[Stored items from a collection]
^^^^
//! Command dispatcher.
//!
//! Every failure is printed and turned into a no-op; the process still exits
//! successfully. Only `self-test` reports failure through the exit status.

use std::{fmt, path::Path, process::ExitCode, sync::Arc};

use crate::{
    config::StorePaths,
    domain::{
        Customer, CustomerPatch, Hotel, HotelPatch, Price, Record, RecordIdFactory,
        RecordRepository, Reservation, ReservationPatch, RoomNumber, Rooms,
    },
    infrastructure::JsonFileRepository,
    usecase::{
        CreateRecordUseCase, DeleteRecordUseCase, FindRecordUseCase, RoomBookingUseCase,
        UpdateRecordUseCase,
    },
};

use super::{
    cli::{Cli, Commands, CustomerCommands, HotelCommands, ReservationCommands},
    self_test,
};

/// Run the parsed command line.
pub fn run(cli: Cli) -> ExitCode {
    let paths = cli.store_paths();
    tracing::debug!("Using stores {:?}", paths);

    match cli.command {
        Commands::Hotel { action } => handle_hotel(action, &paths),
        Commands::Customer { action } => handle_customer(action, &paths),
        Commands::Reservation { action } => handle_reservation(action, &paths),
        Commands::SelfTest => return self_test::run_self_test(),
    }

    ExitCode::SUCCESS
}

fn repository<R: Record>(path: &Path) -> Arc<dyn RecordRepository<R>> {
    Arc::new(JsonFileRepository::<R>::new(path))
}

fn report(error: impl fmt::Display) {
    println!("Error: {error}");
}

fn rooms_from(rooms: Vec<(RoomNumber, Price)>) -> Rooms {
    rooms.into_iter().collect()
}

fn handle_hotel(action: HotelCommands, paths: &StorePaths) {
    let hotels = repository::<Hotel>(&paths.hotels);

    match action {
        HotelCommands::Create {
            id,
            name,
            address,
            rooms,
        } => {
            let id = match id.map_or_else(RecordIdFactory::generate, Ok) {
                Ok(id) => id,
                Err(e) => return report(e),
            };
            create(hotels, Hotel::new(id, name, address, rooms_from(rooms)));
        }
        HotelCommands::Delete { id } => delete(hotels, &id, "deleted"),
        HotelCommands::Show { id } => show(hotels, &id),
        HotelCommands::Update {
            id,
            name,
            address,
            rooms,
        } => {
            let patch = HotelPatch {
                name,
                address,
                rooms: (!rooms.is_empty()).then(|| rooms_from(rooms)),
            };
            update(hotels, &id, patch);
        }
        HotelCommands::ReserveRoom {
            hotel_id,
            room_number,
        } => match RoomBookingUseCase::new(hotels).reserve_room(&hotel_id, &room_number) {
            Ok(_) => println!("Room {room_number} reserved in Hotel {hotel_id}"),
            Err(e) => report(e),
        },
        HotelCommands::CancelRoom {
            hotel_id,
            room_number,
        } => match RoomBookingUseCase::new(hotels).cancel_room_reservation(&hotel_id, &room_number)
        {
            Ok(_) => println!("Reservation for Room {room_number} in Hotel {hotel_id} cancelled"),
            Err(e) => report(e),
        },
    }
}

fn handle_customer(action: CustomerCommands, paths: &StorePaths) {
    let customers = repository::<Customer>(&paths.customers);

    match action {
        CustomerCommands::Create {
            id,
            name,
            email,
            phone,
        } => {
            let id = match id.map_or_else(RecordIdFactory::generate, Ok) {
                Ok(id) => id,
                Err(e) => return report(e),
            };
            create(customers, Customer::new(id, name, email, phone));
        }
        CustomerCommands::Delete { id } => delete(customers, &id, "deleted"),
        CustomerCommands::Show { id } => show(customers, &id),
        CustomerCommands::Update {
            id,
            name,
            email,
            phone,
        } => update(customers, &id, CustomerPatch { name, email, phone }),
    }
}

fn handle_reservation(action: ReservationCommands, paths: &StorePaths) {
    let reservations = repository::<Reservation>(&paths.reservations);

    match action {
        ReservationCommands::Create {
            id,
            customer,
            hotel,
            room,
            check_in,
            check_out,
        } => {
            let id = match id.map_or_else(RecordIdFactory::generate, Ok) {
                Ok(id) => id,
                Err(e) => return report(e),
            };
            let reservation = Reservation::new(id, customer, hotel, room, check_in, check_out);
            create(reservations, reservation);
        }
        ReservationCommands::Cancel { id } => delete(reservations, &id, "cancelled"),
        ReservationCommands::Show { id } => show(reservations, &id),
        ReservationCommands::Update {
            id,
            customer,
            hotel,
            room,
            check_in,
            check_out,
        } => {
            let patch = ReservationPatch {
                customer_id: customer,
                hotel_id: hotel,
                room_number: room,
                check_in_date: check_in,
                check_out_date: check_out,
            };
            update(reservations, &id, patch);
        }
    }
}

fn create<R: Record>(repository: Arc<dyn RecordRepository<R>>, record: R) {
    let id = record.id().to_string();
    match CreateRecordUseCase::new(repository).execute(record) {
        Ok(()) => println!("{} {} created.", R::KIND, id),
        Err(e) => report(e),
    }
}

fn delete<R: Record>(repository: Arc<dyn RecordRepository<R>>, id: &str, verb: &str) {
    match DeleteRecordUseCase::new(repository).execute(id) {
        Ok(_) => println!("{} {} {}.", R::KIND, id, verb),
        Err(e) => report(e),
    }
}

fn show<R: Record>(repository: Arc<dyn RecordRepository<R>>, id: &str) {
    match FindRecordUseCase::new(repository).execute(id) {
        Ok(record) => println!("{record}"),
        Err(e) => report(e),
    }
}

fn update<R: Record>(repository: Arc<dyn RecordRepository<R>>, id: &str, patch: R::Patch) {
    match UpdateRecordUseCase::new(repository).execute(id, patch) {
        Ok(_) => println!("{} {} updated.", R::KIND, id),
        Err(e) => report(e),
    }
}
^^^^
# [TASK STATEMENT]
Retype the entries above. Match them exactly.

# [OUTPUT FOR THIS EXERCISE]
//! Command dispatcher.
//!
//! Every failure is printed and turned into a no-op; the process still exits
//! successfully. Only `self-test` reports failure through the exit status.

use std::{fmt, path::Path, process::ExitCode, sync::Arc};

use crate::{
    config::StorePaths,
    domain::{
        Customer, CustomerPatch, Hotel, HotelPatch, Price, Record, RecordIdFactory,
        RecordRepository, Reservation, ReservationPatch, RoomNumber, Rooms,
    },
    infrastructure::JsonFileRepository,
    usecase::{
        CreateRecordUseCase, DeleteRecordUseCase, FindRecordUseCase, RoomBookingUseCase,
        UpdateRecordUseCase,
    },
};

use super::{
    cli::{Cli, Commands, CustomerCommands, HotelCommands, ReservationCommands},
    self_test,
};

/// Run the parsed command line.
pub fn run(cli: Cli) -> ExitCode {
    let paths = cli.store_paths();
    tracing::debug!("Using stores {:?}", paths);

    match cli.command {
        Commands::Hotel { action } => handle_hotel(action, &paths),
        Commands::Customer { action } => handle_customer(action, &paths),
        Commands::Reservation { action } => handle_reservation(action, &paths),
        Commands::SelfTest => return self_test::run_self_test(),
    }

    ExitCode::SUCCESS
}

fn repository<R: Record>(path: &Path) -> Arc<dyn RecordRepository<R>> {
    Arc::new(JsonFileRepository::<R>::new(path))
}

fn report(error: impl fmt::Display) {
    println!("Error: {error}");
}

fn rooms_from(rooms: Vec<(RoomNumber, Price)>) -> Rooms {
    rooms.into_iter().collect()
}

fn handle_hotel(action: HotelCommands, paths: &StorePaths) {
    let hotels = repository::<Hotel>(&paths.hotels);

    match action {
        HotelCommands::Create {
            id,
            name,
            address,
            rooms,
        } => {
            let id = match id.map_or_else(RecordIdFactory::generate, Ok) {
                Ok(id) => id,
                Err(e) => return report(e),
            };
            create(hotels, Hotel::new(id, name, address, rooms_from(rooms)));
        }
        HotelCommands::Delete { id } => delete(hotels, &id, "deleted"),
        HotelCommands::Show { id } => show(hotels, &id),
        HotelCommands::Update {
            id,
            name,
            address,
            rooms,
        } => {
            let patch = HotelPatch {
                name,
                address,
                rooms: (!rooms.is_empty()).then(|| rooms_from(rooms)),
            };
            update(hotels, &id, patch);
        }
        HotelCommands::ReserveRoom {
            hotel_id,
            room_number,
        } => match RoomBookingUseCase::new(hotels).reserve_room(&hotel_id, &room_number) {
            Ok(_) => println!("Room {room_number} reserved in Hotel {hotel_id}"),
            Err(e) => report(e),
        },
        HotelCommands::CancelRoom {
            hotel_id,
            room_number,
        } => match RoomBookingUseCase::new(hotels).cancel_room_reservation(&hotel_id, &room_number)
        {
            Ok(_) => println!("Reservation for Room {room_number} in Hotel {hotel_id} cancelled"),
            Err(e) => report(e),
        },
    }
}

fn handle_customer(action: CustomerCommands, paths: &StorePaths) {
    let customers = repository::<Customer>(&paths.customers);

    match action {
        CustomerCommands::Create {
            id,
            name,
            email,
            phone,
        } => {
            let id = match id.map_or_else(RecordIdFactory::generate, Ok) {
                Ok(id) => id,
                Err(e) => return report(e),
            };
            create(customers, Customer::new(id, name, email, phone));
        }
        CustomerCommands::Delete { id } => delete(customers, &id, "deleted"),
        CustomerCommands::Show { id } => show(customers, &id),
        CustomerCommands::Update {
            id,
            name,
            email,
            phone,
        } => update(customers, &id, CustomerPatch { name, email, phone }),
    }
}

fn handle_reservation(action: ReservationCommands, paths: &StorePaths) {
    let reservations = repository::<Reservation>(&paths.reservations);

    match action {
        ReservationCommands::Create {
            id,
            customer,
            hotel,
            room,
            check_in,
            check_out,
        } => {
            let id = match id.map_or_else(RecordIdFactory::generate, Ok) {
                Ok(id) => id,
                Err(e) => return report(e),
            };
            let reservation = Reservation::new(id, customer, hotel, room, check_in, check_out);
            create(reservations, reservation);
        }
        ReservationCommands::Cancel { id } => delete(reservations, &id, "cancelled"),
        ReservationCommands::Show { id } => show(reservations, &id),
        ReservationCommands::Update {
            id,
            customer,
            hotel,
            room,
            check_in,
            check_out,
        } => {
            let patch = ReservationPatch {
                customer_id: customer,
                hotel_id: hotel,
                room_number: room,
                check_in_date: check_in,
                check_out_date: check_out,
            };
            update(reservations, &id, patch);
        }
    }
}

fn create<R: Record>(repository: Arc<dyn RecordRepository<R>>, record: R) {
    let id = record.id().to_string();
    match CreateRecordUseCase::new(repository).execute(record) {
        Ok(()) => println!("{} {} created.", R::KIND, id),
        Err(e) => report(e),
    }
}

fn delete<R: Record>(repository: Arc<dyn RecordRepository<R>>, id: &str, verb: &str) {
    match DeleteRecordUseCase::new(repository).execute(id) {
        Ok(_) => println!("{} {} {}.", R::KIND, id, verb),
        Err(e) => report(e),
    }
}

fn show<R: Record>(repository: Arc<dyn RecordRepository<R>>, id: &str) {
    match FindRecordUseCase::new(repository).execute(id) {
        Ok(record) => println!("{record}"),
        Err(e) => report(e),
    }
}

fn update<R: Record>(repository: Arc<dyn RecordRepository<R>>, id: &str, patch: R::Patch) {
    match UpdateRecordUseCase::new(repository).execute(id, patch) {
        Ok(_) => println!("{} {} updated.", R::KIND, id),
        Err(e) => report(e),
    }
}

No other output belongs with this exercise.